= YOUR INSTRUCTIONS =
Only lines holding the word "PathBuf" are wanted from the records; copy all of them.

= PROVIDED RECORDS =
· · ·
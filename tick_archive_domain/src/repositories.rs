// /////////////////////////////////////////////////////////////////////////////
// Tick Archive
// SPDX-License-Identifier: BSD-3-Clause
// /////////////////////////////////////////////////////////////////////////////

//! # Repository Ports
//!
//! Async traits the infrastructure layer implements against SQLite and the
//! filesystem. The domain crate defines only the contracts; no `sqlx` or
//! runtime dependency lives here.

pub mod chunk_meta_store;
pub mod chunk_store;
pub mod organism_archive;

pub use chunk_meta_store::ChunkMetaStore;
pub use chunk_store::EnvironmentChunkStore;
pub use organism_archive::OrganismArchive;
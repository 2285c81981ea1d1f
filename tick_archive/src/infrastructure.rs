// /////////////////////////////////////////////////////////////////////////////
// Tick Archive
// SPDX-License-Identifier: BSD-3-Clause
// /////////////////////////////////////////////////////////////////////////////

//! # Infrastructure Layer
//!
//! Concrete adapters for the domain's repository ports, plus the ambient
//! concerns every adapter depends on: configuration, logging, and metrics.

pub mod adapters;
pub mod config;
pub mod logging;
pub mod metrics;
pub mod repositories;
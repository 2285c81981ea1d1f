// /////////////////////////////////////////////////////////////////////////////
// Tick Archive
// SPDX-License-Identifier: BSD-3-Clause
// /////////////////////////////////////////////////////////////////////////////

//! # CLI Parser
//!
//! Command-line interface parsing using clap.
//!
//! This module defines the CLI structure and handles argument parsing.
//! Security validation happens in the validator module after parsing.

use clap::{Parser, Subcommand};
use std::path::PathBuf;

/// Main CLI structure
#[derive(Parser, Debug, Clone)]
#[command(name = "tick-archive")]
#[command(about = concat!("Tick archive storage engine v", env!("CARGO_PKG_VERSION")))]
#[command(version)]
pub struct Cli {
    #[command(subcommand)]
    pub command: Commands,

    /// Enable verbose logging
    #[arg(short, long)]
    pub verbose: bool,

    /// Configuration file path (TOML), overlaid on built-in defaults and
    /// overridden by `TICK_ARCHIVE_*` environment variables
    #[arg(short, long)]
    pub config: Option<PathBuf>,
}

/// CLI subcommands
#[derive(Subcommand, Debug, Clone)]
pub enum Commands {
    /// Run the ingest demo: generate synthetic ticks and organisms, batch
    /// them through a streaming write session, and commit on a fixed
    /// interval until `tick_count` ticks have been written or a shutdown
    /// signal (SIGTERM/SIGINT/SIGHUP) arrives.
    Run {
        /// Number of ticks to generate and ingest
        #[arg(long, default_value = "1000")]
        tick_count: u64,

        /// Number of synthetic organisms alive per tick
        #[arg(long, default_value = "8")]
        organisms_per_tick: u32,

        /// Ticks staged per commit window
        #[arg(long, default_value = "50")]
        batch_size: u64,
    },

    /// Read back the environment chunk covering a single tick and print its
    /// cell-grid dimensions and counters.
    ReadTick {
        /// Tick number to look up
        tick: u64,
    },

    /// Print the lowest and highest tick number currently archived in the
    /// organism archive.
    Inspect,

    /// Validate a configuration file without starting any ingest work.
    ValidateConfig {
        /// Configuration file to validate
        config: PathBuf,
    },
}

/// Parse CLI arguments
///
/// This is the entry point for CLI parsing. It uses clap to parse
/// arguments and returns the parsed CLI structure.
///
/// # Panics
///
/// Clap will exit the process with appropriate error message if parsing fails
pub fn parse_cli() -> Cli {
    Cli::parse()
}
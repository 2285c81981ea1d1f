// /////////////////////////////////////////////////////////////////////////////
// Tick Archive
// SPDX-License-Identifier: BSD-3-Clause
// /////////////////////////////////////////////////////////////////////////////

//! # Structured Logging
//!
//! Initializes `tracing` with an env-filter subscriber. Every write/read span
//! on the chunk store and organism archive carries `first_tick`/`last_tick`/
//! `run_namespace`/`tick_number` fields (A3), set via `#[tracing::instrument]`
//! at the call sites in `infrastructure::adapters`.

use tracing_subscriber::{fmt, EnvFilter};

/// Installs the global tracing subscriber. Reads `RUST_LOG` for filter
/// directives, defaulting to `info` when unset.
///
/// # Panics
///
/// Panics if a global subscriber has already been installed — callers
/// should invoke this exactly once, at process start.
pub fn init_logging() {
    let filter = EnvFilter::try_from_default_env().unwrap_or_else(|_| EnvFilter::new("info"));
    fmt().with_env_filter(filter).with_target(true).init();
}

/// Like [`init_logging`] but returns `Err` instead of panicking if a
/// subscriber is already installed, so tests can call it from multiple
/// threads without aborting the test binary.
pub fn try_init_logging() -> Result<(), String> {
    let filter = EnvFilter::try_from_default_env().unwrap_or_else(|_| EnvFilter::new("info"));
    fmt()
        .with_env_filter(filter)
        .with_target(true)
        .try_init()
        .map_err(|e| e.to_string())
}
· · ·
= SOLUTION TO THIS PROBLEM =
use std::path::PathBuf;
    pub config: Option<PathBuf>,
        config: PathBuf,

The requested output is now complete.